3D scene graphs have recently emerged as a powerful high-level representation of 3D environments. A 3D scene graph models the environment as a layered graph where nodes represent spatial concepts at multiple levels of abstraction (from low-level geometry to high-level semantics including objects, places, rooms, buildings, etc.) and edges represent relations between concepts. While 3D scene graphs can serve as an advanced “mental model” for robots, how to build such a rich representation in real-time is still uncharted territory. This paper describes a real-time Spatial Perception System, a suite of algorithms to build a 3D scene graph from sensor data in real-time. Our first contribution is to develop real-time algorithms to incrementally construct the layers of a scene graph as the robot explores the environment; these algorithms build a local ESDF around the current robot trajectory estimate, extract a topological map of places from the ESDF, and then segment the places into rooms using an approach inspired by community-detection techniques. Our second contribution is to investigate loop closure detection and optimization in 3D scene graphs. We show that 3D scene graphs allow defining hierarchical descriptors for place recognition; our descriptors capture statistics across layers in the scene graph, ranging from low-level visual appearance, to summary statistics about objects and places.
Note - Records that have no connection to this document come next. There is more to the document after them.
//! Actor context and action gating
//!
//! Sessions are resolved outside the engine; the engine only receives the
//! resolved identity and standing and refuses mutations from non-active actors.

use serde::{Deserialize, Serialize};
use std::fmt;

use crate::db::schemas::ActorStatus;
use crate::types::{EngineError, Result};

/// Mutating actions an actor can take
#[derive(Debug, Clone, Copy, PartialEq, Eq, Hash, Serialize, Deserialize)]
#[serde(rename_all = "snake_case")]
pub enum Action {
    Like,
    Dislike,
    Bookmark,
    Vote,
    Report,
}

impl Action {
    pub fn as_str(self) -> &'static str {
        match self {
            Action::Like => "like",
            Action::Dislike => "dislike",
            Action::Bookmark => "bookmark",
            Action::Vote => "vote",
            Action::Report => "report",
        }
    }
}

impl fmt::Display for Action {
    fn fmt(&self, f: &mut fmt::Formatter<'_>) -> fmt::Result {
        f.write_str(self.as_str())
    }
}

/// Resolved identity of the caller
#[derive(Debug, Clone, PartialEq, Eq, Serialize, Deserialize)]
pub struct ActorContext {
    pub actor_id: String,
    pub status: ActorStatus,
}

impl ActorContext {
    pub fn new(actor_id: &str, status: ActorStatus) -> Self {
        Self {
            actor_id: actor_id.to_string(),
            status,
        }
    }

    /// Context of an active actor
    pub fn active(actor_id: &str) -> Self {
        Self::new(actor_id, ActorStatus::Active)
    }

    /// Refuse suspended and banned actors
    pub fn ensure_can(&self, action: Action) -> Result<()> {
        match self.status {
            ActorStatus::Active => Ok(()),
            ActorStatus::Suspended => Err(EngineError::Forbidden(format!(
                "actor {} is suspended and cannot {}",
                self.actor_id, action
            ))),
            ActorStatus::Banned => Err(EngineError::Forbidden(format!(
                "actor {} is banned and cannot {}",
                self.actor_id, action
            ))),
        }
    }
}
We then propose the first algorithm to optimize a 3D scene graph in response to loop closures; our approach relies on embedded deformation graphs to simultaneously correct all layers of the scene graph. We implement the proposed system into a highly parallelized architecture, named Hydra, that combines fast early and mid-level perception processes with slower high-level perception. We evaluate Hydra on simulated and real data and show it is able to reconstruct 3D scene graphs with an accuracy comparable with batch offline methods, while running online.